• PROVIDED RECORDS:
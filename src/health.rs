//! Ping health checks
//!
//! A body mismatch is logged as an error event and reported as
//! [`PingStatus::Unexpected`]; only transport and non-2xx failures are
//! returned as errors.

use crate::envelope::{self, fields};
use crate::error::Result;
use crate::http::{HttpClient, Probe};
use crate::retry::{retry_transient, RetryPolicy};
use serde_json::Value;
use std::future::Future;
use std::time::Duration;
use tokio::time::{sleep, Instant};
use tracing::{error, info};

pub const MOTEL_PING_PATH: &str = "/motelApi/v1/ping";
pub const RESERVATION_PING_PATH: &str = "/reservationApi/v1/ping";

/// Result of one ping
#[derive(Debug, Clone, Copy, PartialEq, Eq)]
pub enum PingStatus {
    Ok,
    Unexpected,
}

/// Iteration counts of a ping loop
#[derive(Debug, Clone, Copy, Default, PartialEq, Eq)]
pub struct LoopSummary {
    pub iterations: u64,
    pub ok: u64,
    pub unexpected: u64,
    pub errors: u64,
}

fn http_ok(body: &Value) -> bool {
    envelope::http_code(body).as_deref() == Some("200")
}

/// `{"response": {"http_code": "200", "data": "pong"}}`
pub fn motel_ping_matches(body: &Value) -> bool {
    http_ok(body) && envelope::data(body).and_then(Value::as_str) == Some("pong")
}

/// `data.database == "working fine"` and `data.message == "pong"`
pub fn reservation_ping_matches(body: &Value) -> bool {
    let data = envelope::data(body);
    let field = |key: &str| data.and_then(|d| fields::str_field(d, key));
    http_ok(body)
        && field("database").as_deref() == Some("working fine")
        && field("message").as_deref() == Some("pong")
}

async fn probe(client: &HttpClient, retry: &RetryPolicy, path: &str) -> Result<Probe> {
    retry_transient(retry, path, || client.get_probe(path)).await
}

/// Ping the motel API once
pub async fn check_motel_ping(client: &HttpClient, retry: &RetryPolicy) -> Result<PingStatus> {
    let probe = probe(client, retry, MOTEL_PING_PATH).await?;
    match &probe.body {
        Some(body) if motel_ping_matches(body) => {
            info!(event = "ping_ok", status_code = probe.status);
            Ok(PingStatus::Ok)
        }
        body => {
            error!(
                event = "ping_unexpected_body",
                status_code = probe.status,
                body = ?body,
            );
            Ok(PingStatus::Unexpected)
        }
    }
}

/// Ping the reservation API once
pub async fn check_reservation_ping(
    client: &HttpClient,
    retry: &RetryPolicy,
) -> Result<PingStatus> {
    let probe = probe(client, retry, RESERVATION_PING_PATH).await?;
    match &probe.body {
        Some(body) if reservation_ping_matches(body) => {
            let data = envelope::data(body);
            let database = data.and_then(|d| fields::str_field(d, "database"));
            let message = data.and_then(|d| fields::str_field(d, "message"));
            info!(
                event = "reservation_ping_ok",
                status_code = probe.status,
                database = database.as_deref(),
                message = message.as_deref(),
            );
            Ok(PingStatus::Ok)
        }
        body => {
            error!(
                event = "reservation_ping_unexpected_body",
                status_code = probe.status,
                body = ?body,
            );
            Ok(PingStatus::Unexpected)
        }
    }
}

/// Run `check` once per `interval` until `duration` has elapsed.
///
/// Errors are logged under `error_event` and never stop the loop.
pub async fn run_loop<F, Fut>(
    duration: Duration,
    interval: Duration,
    error_event: &'static str,
    mut check: F,
) -> LoopSummary
where
    F: FnMut() -> Fut,
    Fut: Future<Output = Result<PingStatus>>,
{
    let deadline = Instant::now() + duration;
    let mut summary = LoopSummary::default();

    while Instant::now() < deadline {
        summary.iterations += 1;
        match check().await {
            Ok(PingStatus::Ok) => summary.ok += 1,
            Ok(PingStatus::Unexpected) => summary.unexpected += 1,
            Err(err) => {
                summary.errors += 1;
                error!(event = error_event, status = err.status(), error = %err);
            }
        }
        sleep(interval).await;
    }
    summary
}

#[cfg(test)]
mod tests {
    use super::*;
    use crate::error::Error;
    use serde_json::json;
    use std::cell::Cell;

    #[test]
    fn test_motel_ping_matches() {
        assert!(motel_ping_matches(
            &json!({"response": {"http_code": "200", "data": "pong"}})
        ));
        assert!(motel_ping_matches(
            &json!({"response": {"http_code": 200, "data": "pong"}})
        ));
        assert!(!motel_ping_matches(
            &json!({"response": {"http_code": "500", "data": "pong"}})
        ));
        assert!(!motel_ping_matches(
            &json!({"response": {"http_code": "200", "data": "ping"}})
        ));
        assert!(!motel_ping_matches(&json!({"data": "pong"})));
    }

    #[test]
    fn test_reservation_ping_matches() {
        let good = json!({"response": {"http_code": "200", "data": {
            "database": "working fine", "message": "pong"
        }}});
        assert!(reservation_ping_matches(&good));

        let bad_db = json!({"response": {"http_code": "200", "data": {
            "database": "down", "message": "pong"
        }}});
        assert!(!reservation_ping_matches(&bad_db));
        assert!(!reservation_ping_matches(
            &json!({"response": {"http_code": "200", "data": null}})
        ));
    }

    #[tokio::test(start_paused = true)]
    async fn test_run_loop_counts_and_swallows_errors() {
        let calls = Cell::new(0u32);
        let summary = run_loop(
            Duration::from_secs(3),
            Duration::from_secs(1),
            "ping_error",
            || {
                calls.set(calls.get() + 1);
                let n = calls.get();
                async move {
                    match n {
                        1 => Ok(PingStatus::Ok),
                        2 => Err(Error::connection("refused")),
                        _ => Ok(PingStatus::Unexpected),
                    }
                }
            },
        )
        .await;

        assert_eq!(summary.iterations, 3);
        assert_eq!(summary.ok, 1);
        assert_eq!(summary.errors, 1);
        assert_eq!(summary.unexpected, 1);
    }
}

• WORK TO COMPLETE:
Line by line, reproduce the material exactly.

• REPLY TO THE EXERCISE:
filename src/health.rs
//! Ping health checks
//!
//! A body mismatch is logged as an error event and reported as
//! [`PingStatus::Unexpected`]; only transport and non-2xx failures are
//! returned as errors.

use crate::envelope::{self, fields};
use crate::error::Result;
use crate::http::{HttpClient, Probe};
use crate::retry::{retry_transient, RetryPolicy};
use serde_json::Value;
use std::future::Future;
use std::time::Duration;
use tokio::time::{sleep, Instant};
use tracing::{error, info};

pub const MOTEL_PING_PATH: &str = "/motelApi/v1/ping";
pub const RESERVATION_PING_PATH: &str = "/reservationApi/v1/ping";

/// Result of one ping
#[derive(Debug, Clone, Copy, PartialEq, Eq)]
pub enum PingStatus {
    Ok,
    Unexpected,
}

/// Iteration counts of a ping loop
#[derive(Debug, Clone, Copy, Default, PartialEq, Eq)]
pub struct LoopSummary {
    pub iterations: u64,
    pub ok: u64,
    pub unexpected: u64,
    pub errors: u64,
}

fn http_ok(body: &Value) -> bool {
    envelope::http_code(body).as_deref() == Some("200")
}

/// `{"response": {"http_code": "200", "data": "pong"}}`
pub fn motel_ping_matches(body: &Value) -> bool {
    http_ok(body) && envelope::data(body).and_then(Value::as_str) == Some("pong")
}

/// `data.database == "working fine"` and `data.message == "pong"`
pub fn reservation_ping_matches(body: &Value) -> bool {
    let data = envelope::data(body);
    let field = |key: &str| data.and_then(|d| fields::str_field(d, key));
    http_ok(body)
        && field("database").as_deref() == Some("working fine")
        && field("message").as_deref() == Some("pong")
}

async fn probe(client: &HttpClient, retry: &RetryPolicy, path: &str) -> Result<Probe> {
    retry_transient(retry, path, || client.get_probe(path)).await
}

/// Ping the motel API once
pub async fn check_motel_ping(client: &HttpClient, retry: &RetryPolicy) -> Result<PingStatus> {
    let probe = probe(client, retry, MOTEL_PING_PATH).await?;
    match &probe.body {
        Some(body) if motel_ping_matches(body) => {
            info!(event = "ping_ok", status_code = probe.status);
            Ok(PingStatus::Ok)
        }
        body => {
            error!(
                event = "ping_unexpected_body",
                status_code = probe.status,
                body = ?body,
            );
            Ok(PingStatus::Unexpected)
        }
    }
}

/// Ping the reservation API once
pub async fn check_reservation_ping(
    client: &HttpClient,
    retry: &RetryPolicy,
) -> Result<PingStatus> {
    let probe = probe(client, retry, RESERVATION_PING_PATH).await?;
    match &probe.body {
        Some(body) if reservation_ping_matches(body) => {
            let data = envelope::data(body);
            let database = data.and_then(|d| fields::str_field(d, "database"));
            let message = data.and_then(|d| fields::str_field(d, "message"));
            info!(
                event = "reservation_ping_ok",
                status_code = probe.status,
                database = database.as_deref(),
                message = message.as_deref(),
            );
            Ok(PingStatus::Ok)
        }
        body => {
            error!(
                event = "reservation_ping_unexpected_body",
                status_code = probe.status,
                body = ?body,
            );
            Ok(PingStatus::Unexpected)
        }
    }
}

/// Run `check` once per `interval` until `duration` has elapsed.
///
/// Errors are logged under `error_event` and never stop the loop.
pub async fn run_loop<F, Fut>(
    duration: Duration,
    interval: Duration,
    error_event: &'static str,
    mut check: F,
) -> LoopSummary
where
    F: FnMut() -> Fut,
    Fut: Future<Output = Result<PingStatus>>,
{
    let deadline = Instant::now() + duration;
    let mut summary = LoopSummary::default();

    while Instant::now() < deadline {
        summary.iterations += 1;
        match check().await {
            Ok(PingStatus::Ok) => summary.ok += 1,
            Ok(PingStatus::Unexpected) => summary.unexpected += 1,
            Err(err) => {
                summary.errors += 1;
                error!(event = error_event, status = err.status(), error = %err);
            }
        }
        sleep(interval).await;
    }
    summary
}

#[cfg(test)]
mod tests {
    use super::*;
    use crate::error::Error;
    use serde_json::json;
    use std::cell::Cell;

    #[test]
    fn test_motel_ping_matches() {
        assert!(motel_ping_matches(
            &json!({"response": {"http_code": "200", "data": "pong"}})
        ));
        assert!(motel_ping_matches(
            &json!({"response": {"http_code": 200, "data": "pong"}})
        ));
        assert!(!motel_ping_matches(
            &json!({"response": {"http_code": "500", "data": "pong"}})
        ));
        assert!(!motel_ping_matches(
            &json!({"response": {"http_code": "200", "data": "ping"}})
        ));
        assert!(!motel_ping_matches(&json!({"data": "pong"})));
    }

    #[test]
    fn test_reservation_ping_matches() {
        let good = json!({"response": {"http_code": "200", "data": {
            "database": "working fine", "message": "pong"
        }}});
        assert!(reservation_ping_matches(&good));

        let bad_db = json!({"response": {"http_code": "200", "data": {
            "database": "down", "message": "pong"
        }}});
        assert!(!reservation_ping_matches(&bad_db));
        assert!(!reservation_ping_matches(
            &json!({"response": {"http_code": "200", "data": null}})
        ));
    }

    #[tokio::test(start_paused = true)]
    async fn test_run_loop_counts_and_swallows_errors() {
        let calls = Cell::new(0u32);
        let summary = run_loop(
            Duration::from_secs(3),
            Duration::from_secs(1),
            "ping_error",
            || {
                calls.set(calls.get() + 1);
                let n = calls.get();
                async move {
                    match n {
                        1 => Ok(PingStatus::Ok),
                        2 => Err(Error::connection("refused")),
                        _ => Ok(PingStatus::Unexpected),
                    }
                }
            },
        )
        .await;

        assert_eq!(summary.iterations, 3);
        assert_eq!(summary.ok, 1);
        assert_eq!(summary.errors, 1);
        assert_eq!(summary.unexpected, 1);
    }
}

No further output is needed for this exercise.